#### [EXERCISE DETAILS]
Check each line of the entries below for the string "retain"; copy every line where it appears.

========================================

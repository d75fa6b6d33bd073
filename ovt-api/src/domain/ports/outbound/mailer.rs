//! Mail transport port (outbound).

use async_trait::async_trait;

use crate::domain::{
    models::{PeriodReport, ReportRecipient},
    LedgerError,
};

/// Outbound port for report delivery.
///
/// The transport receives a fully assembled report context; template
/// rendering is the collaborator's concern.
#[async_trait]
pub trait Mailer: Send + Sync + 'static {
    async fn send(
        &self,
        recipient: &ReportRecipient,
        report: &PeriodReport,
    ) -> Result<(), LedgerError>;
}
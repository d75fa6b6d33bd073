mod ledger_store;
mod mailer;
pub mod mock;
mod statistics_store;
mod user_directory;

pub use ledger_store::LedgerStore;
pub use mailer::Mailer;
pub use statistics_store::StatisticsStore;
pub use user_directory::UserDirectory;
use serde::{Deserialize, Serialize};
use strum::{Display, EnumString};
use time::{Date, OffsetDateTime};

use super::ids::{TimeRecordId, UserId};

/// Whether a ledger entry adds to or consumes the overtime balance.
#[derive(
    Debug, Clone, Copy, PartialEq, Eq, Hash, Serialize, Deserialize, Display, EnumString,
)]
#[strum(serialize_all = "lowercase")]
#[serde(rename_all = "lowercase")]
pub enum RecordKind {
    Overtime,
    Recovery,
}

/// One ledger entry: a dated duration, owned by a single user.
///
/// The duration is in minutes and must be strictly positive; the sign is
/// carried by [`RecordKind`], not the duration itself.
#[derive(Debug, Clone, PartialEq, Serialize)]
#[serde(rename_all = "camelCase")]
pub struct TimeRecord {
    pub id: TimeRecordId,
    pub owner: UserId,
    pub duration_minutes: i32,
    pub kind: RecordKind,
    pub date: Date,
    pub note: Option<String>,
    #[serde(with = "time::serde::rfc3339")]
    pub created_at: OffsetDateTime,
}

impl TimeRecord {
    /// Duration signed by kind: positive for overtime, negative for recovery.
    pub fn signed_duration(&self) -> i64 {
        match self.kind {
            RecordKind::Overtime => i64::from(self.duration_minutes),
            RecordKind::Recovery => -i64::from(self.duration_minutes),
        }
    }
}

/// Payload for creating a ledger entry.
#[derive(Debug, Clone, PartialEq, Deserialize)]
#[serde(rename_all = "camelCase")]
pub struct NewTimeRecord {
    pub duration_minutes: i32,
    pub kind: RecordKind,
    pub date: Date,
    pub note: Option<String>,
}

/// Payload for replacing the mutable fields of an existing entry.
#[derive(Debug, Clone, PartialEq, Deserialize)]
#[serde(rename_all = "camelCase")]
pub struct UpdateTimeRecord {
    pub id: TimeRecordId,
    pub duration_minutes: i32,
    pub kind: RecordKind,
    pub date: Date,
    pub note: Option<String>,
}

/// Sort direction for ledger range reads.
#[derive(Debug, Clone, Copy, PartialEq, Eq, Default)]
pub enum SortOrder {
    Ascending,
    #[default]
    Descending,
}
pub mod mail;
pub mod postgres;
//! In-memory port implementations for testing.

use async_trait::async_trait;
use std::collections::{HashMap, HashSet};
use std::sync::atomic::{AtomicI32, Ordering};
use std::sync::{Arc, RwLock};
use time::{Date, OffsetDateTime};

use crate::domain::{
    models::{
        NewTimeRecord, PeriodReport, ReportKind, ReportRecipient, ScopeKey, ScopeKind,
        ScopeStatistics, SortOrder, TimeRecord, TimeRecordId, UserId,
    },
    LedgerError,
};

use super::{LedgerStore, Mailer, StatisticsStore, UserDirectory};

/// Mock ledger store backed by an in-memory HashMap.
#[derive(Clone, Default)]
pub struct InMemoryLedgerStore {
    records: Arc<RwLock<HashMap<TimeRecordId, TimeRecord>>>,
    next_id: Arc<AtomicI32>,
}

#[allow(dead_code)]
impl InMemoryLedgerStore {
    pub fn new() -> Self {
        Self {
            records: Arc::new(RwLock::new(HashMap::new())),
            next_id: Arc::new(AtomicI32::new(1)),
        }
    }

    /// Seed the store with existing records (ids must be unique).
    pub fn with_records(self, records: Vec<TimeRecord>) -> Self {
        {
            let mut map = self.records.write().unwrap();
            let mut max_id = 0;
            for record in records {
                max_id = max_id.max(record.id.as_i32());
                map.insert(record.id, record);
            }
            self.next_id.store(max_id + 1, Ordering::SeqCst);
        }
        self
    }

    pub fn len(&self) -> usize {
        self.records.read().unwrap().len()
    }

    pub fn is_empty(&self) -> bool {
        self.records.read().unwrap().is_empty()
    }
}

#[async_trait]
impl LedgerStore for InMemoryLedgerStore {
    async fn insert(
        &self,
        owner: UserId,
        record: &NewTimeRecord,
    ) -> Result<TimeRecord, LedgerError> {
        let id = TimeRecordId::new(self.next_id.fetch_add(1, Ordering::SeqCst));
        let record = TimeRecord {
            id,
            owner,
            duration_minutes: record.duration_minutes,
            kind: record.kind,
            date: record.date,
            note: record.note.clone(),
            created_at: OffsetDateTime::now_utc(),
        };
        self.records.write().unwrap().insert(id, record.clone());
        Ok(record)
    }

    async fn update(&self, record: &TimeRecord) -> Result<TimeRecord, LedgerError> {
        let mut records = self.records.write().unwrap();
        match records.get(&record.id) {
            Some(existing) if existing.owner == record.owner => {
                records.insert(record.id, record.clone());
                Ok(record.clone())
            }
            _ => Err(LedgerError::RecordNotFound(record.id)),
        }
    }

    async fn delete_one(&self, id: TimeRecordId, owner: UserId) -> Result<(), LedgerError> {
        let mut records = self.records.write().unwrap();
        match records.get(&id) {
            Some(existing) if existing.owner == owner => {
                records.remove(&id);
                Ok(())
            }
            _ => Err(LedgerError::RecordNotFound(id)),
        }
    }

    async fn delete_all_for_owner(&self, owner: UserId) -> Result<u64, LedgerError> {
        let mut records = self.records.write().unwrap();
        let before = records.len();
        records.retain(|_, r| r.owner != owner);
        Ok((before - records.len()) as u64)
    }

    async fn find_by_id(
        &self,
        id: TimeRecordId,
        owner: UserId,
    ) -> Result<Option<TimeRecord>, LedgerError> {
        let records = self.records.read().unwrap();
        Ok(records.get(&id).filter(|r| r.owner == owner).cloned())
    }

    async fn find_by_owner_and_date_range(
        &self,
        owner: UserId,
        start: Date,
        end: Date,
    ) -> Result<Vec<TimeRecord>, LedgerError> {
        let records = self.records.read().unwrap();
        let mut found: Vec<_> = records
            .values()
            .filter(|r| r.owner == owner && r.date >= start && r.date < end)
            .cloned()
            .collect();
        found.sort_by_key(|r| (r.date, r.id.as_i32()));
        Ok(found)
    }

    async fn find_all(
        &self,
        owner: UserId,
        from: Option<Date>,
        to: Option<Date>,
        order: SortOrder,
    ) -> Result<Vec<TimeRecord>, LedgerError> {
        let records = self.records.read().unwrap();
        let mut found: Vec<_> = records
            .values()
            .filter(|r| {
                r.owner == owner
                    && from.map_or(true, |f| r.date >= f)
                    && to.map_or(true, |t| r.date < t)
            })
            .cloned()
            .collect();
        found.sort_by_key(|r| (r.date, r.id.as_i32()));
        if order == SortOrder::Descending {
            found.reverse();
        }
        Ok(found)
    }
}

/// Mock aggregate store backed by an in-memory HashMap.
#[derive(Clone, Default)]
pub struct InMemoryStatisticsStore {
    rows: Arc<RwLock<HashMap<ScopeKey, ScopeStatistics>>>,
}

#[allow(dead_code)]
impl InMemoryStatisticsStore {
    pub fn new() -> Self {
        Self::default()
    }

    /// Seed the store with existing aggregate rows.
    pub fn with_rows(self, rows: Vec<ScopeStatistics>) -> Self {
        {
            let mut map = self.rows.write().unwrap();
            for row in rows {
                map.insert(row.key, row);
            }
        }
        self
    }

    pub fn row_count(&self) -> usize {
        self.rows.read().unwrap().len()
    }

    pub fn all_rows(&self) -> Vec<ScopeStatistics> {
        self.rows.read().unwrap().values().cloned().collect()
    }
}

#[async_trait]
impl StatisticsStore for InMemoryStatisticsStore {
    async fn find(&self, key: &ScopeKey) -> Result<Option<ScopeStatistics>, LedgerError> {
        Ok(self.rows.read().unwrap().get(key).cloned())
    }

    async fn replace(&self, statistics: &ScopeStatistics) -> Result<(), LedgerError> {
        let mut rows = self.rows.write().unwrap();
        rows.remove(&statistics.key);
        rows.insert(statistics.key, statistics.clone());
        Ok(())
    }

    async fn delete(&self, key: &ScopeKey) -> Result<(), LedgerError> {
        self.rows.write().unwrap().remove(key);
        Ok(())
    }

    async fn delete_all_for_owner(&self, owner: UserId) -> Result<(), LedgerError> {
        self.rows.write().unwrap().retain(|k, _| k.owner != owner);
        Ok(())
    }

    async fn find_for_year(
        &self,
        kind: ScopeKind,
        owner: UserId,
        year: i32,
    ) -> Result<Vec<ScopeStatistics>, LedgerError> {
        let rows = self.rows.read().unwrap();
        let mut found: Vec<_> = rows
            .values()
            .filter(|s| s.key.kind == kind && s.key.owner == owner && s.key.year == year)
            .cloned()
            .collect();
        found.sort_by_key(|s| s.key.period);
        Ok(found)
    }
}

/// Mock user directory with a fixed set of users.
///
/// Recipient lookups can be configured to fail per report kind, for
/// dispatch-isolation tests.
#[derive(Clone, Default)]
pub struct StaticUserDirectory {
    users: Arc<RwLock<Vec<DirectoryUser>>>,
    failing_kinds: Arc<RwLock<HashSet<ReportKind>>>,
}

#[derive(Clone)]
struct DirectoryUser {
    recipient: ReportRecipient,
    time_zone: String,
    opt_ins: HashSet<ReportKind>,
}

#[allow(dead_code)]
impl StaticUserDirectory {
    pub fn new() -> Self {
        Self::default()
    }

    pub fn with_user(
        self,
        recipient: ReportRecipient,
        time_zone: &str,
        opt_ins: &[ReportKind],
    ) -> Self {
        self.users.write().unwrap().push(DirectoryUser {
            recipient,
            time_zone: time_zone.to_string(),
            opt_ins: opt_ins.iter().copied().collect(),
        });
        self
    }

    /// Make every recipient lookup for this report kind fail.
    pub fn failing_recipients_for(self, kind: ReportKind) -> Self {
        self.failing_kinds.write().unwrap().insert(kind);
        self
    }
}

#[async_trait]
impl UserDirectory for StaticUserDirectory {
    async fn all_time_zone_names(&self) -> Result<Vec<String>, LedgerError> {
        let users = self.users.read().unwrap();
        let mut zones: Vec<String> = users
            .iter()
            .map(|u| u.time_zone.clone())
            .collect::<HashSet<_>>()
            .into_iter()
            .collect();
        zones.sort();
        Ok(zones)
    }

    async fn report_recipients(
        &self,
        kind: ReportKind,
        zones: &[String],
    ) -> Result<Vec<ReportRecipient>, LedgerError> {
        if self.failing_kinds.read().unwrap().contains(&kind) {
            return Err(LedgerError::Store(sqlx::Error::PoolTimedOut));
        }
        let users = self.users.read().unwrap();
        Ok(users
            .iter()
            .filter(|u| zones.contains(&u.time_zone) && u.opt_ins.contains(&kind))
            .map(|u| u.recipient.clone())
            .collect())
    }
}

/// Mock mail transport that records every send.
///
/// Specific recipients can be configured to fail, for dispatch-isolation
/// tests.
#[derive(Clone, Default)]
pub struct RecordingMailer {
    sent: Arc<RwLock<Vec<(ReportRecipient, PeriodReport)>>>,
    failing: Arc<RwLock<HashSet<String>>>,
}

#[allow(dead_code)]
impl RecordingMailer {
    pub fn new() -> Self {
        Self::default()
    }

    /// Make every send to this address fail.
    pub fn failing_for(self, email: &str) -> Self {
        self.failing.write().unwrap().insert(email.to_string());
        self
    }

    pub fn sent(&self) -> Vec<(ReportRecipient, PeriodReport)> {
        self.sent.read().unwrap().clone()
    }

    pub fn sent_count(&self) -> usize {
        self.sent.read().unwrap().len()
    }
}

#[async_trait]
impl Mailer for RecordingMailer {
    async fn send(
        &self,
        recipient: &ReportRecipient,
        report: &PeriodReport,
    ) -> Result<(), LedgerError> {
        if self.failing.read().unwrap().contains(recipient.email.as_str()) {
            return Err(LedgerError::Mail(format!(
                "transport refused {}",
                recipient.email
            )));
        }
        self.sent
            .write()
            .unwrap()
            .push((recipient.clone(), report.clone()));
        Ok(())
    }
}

========================================

#### [EXPECTED OUTPUT]
        records.retain(|_, r| r.owner != owner);
        self.rows.write().unwrap().retain(|k, _| k.owner != owner);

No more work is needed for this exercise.